The ATP and WTA Tours have been suspended until June due to the coronavirus pandemic, leaving the clay season effectively wiped off the calendar, with the French Open having been pushed back to September.
Wimbledon has also been cancelled, making 2020 the first time since the Second World War that the famous grass-court grand slam will not be held.
With the season on hold, the battle for the outright lead in major singles titles in the men's game has also been paused. Roger Federer has 20, with Nadal on 19 and Australian Open champion Novak Djokovic on 17.
Given Federer's best chance of a major this year has arguably gone due to Wimbledon's cancellation, and with the French Open still due to go ahead, it has been suggested 2020 could finally be the year that the Swiss great is caught at the top of the standings by long-time rival Nadal.
However, Toni Nadal insists such things are far from his nephew's mind while the world battles against COVID-19.
Spain has been particularly badly affected, with more than 153,000 confirmed cases and over 15,000 fatalities.
"With the huge problem we have, all this has been forgotten," Toni Nadal told Mundo Deportivo. "It's secondary. Coronavirus is what counts, not tennis.
"We [Rafa and I] were talking and he told me he doesn't give a damn about tennis right now. That's logical if you have a little sensitivity."
Rafa, it seems, was given an indication of what the pandemic could bring when speaking to Bill Gates at a charity event in South Africa in February.
However, Toni has dispelled fears it could take some of the top players a long time to recapture their rhythm when tennis finally returns.
"I understand Bill Gates spoke to Rafa, who was with him and Roger Federer at the exhibition match in Cape Town," said Toni.
"They were chatting and at one point in the conversation, Bill Gates told my nephew that in two months, you wouldn't be able to travel. And so it is.
"When he was a kid, Rafael was away from playing for a week and then he had a hard time hitting the ball again. But from a certain age, with more experience, that's no longer the case.
"Because of injury, he could go up to three months without touching the racquet, but when he returned, he was fine in a week, or at most 10 or 15 days. This will be a similar situation."

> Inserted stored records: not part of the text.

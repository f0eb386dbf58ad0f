//! Users repository for database operations

use sqlx::PgConnection;

use crate::{
    error::{AppError, AppResult},
    models::user::{User, UserQuery},
};

const USER_COLUMNS: &str = "id, name, contact, membership_date, username, password_hash";

/// SQLSTATE for unique_violation
const UNIQUE_VIOLATION: &str = "23505";

/// A write that lost a race for `username` is a conflict, not a storage failure
fn username_conflict(e: sqlx::Error, username: &str) -> AppError {
    let is_unique_violation = e
        .as_database_error()
        .and_then(|d| d.code())
        .is_some_and(|code| code == UNIQUE_VIOLATION);
    if is_unique_violation {
        AppError::Conflict(format!("Username {} is already taken", username))
    } else {
        AppError::Database(e)
    }
}

/// Get user by ID
pub async fn get_by_id(conn: &mut PgConnection, id: &str) -> AppResult<Option<User>> {
    let user = sqlx::query_as::<_, User>(&format!("SELECT {} FROM users WHERE id = $1", USER_COLUMNS))
        .bind(id)
        .fetch_optional(conn)
        .await?;
    Ok(user)
}

/// Get user by ID and lock its row until the transaction ends
pub async fn lock_by_id(conn: &mut PgConnection, id: &str) -> AppResult<Option<User>> {
    let user = sqlx::query_as::<_, User>(&format!(
        "SELECT {} FROM users WHERE id = $1 FOR UPDATE",
        USER_COLUMNS
    ))
    .bind(id)
    .fetch_optional(conn)
    .await?;
    Ok(user)
}

/// Get user by login
pub async fn get_by_username(conn: &mut PgConnection, username: &str) -> AppResult<Option<User>> {
    let user = sqlx::query_as::<_, User>(&format!(
        "SELECT {} FROM users WHERE username = $1",
        USER_COLUMNS
    ))
    .bind(username)
    .fetch_optional(conn)
    .await?;
    Ok(user)
}

/// Search users by name, username or contact
pub async fn search(conn: &mut PgConnection, query: &UserQuery) -> AppResult<Vec<User>> {
    let users = sqlx::query_as::<_, User>(&format!(
        r#"
        SELECT {}
        FROM users
        WHERE $1::text IS NULL
           OR name ILIKE '%' || $1 || '%'
           OR username ILIKE '%' || $1 || '%'
           OR contact ILIKE '%' || $1 || '%'
        ORDER BY id
        "#,
        USER_COLUMNS
    ))
    .bind(query.search.as_deref())
    .fetch_all(conn)
    .await?;
    Ok(users)
}

/// Create a new user
pub async fn create(conn: &mut PgConnection, user: &User) -> AppResult<()> {
    sqlx::query(
        r#"
        INSERT INTO users (id, name, contact, membership_date, username, password_hash)
        VALUES ($1, $2, $3, $4, $5, $6)
        "#,
    )
    .bind(&user.id)
    .bind(&user.name)
    .bind(&user.contact)
    .bind(user.membership_date)
    .bind(&user.username)
    .bind(&user.password_hash)
    .execute(conn)
    .await
    .map_err(|e| username_conflict(e, &user.username))?;
    Ok(())
}

/// Update a user, returns false when no row matched
pub async fn update(conn: &mut PgConnection, user: &User) -> AppResult<bool> {
    let result = sqlx::query(
        r#"
        UPDATE users
        SET name = $1, contact = $2, membership_date = $3, username = $4, password_hash = $5
        WHERE id = $6
        "#,
    )
    .bind(&user.name)
    .bind(&user.contact)
    .bind(user.membership_date)
    .bind(&user.username)
    .bind(&user.password_hash)
    .bind(&user.id)
    .execute(conn)
    .await
    .map_err(|e| username_conflict(e, &user.username))?;
    Ok(result.rows_affected() > 0)
}

/// Delete a user, returns false when no row matched
pub async fn delete(conn: &mut PgConnection, id: &str) -> AppResult<bool> {
    let result = sqlx::query("DELETE FROM users WHERE id = $1")
        .bind(id)
        .execute(conn)
        .await?;
    Ok(result.rows_affected() > 0)
}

The decision to move the French Open to a slot a week after the scheduled end of the US Open has caused some consternation but, again, Toni Nadal was keen to point to the bigger picture.
He added: "There are people who complained about not being consulted, but I'm not Roland Garros and I don't consult about it.
"I said a few weeks ago that things were going to be totally stopped for a while. How do you want us to play tennis? It's unthinkable. It won't be played until there is a very clear security measure.
"If not, how do I go to an event? What if another wave [of infections] comes back in October? How many countries won't make restrictions on movement? How long will lockdown last? I don't know.
"Tennis is a sport that moves many people from one country to another."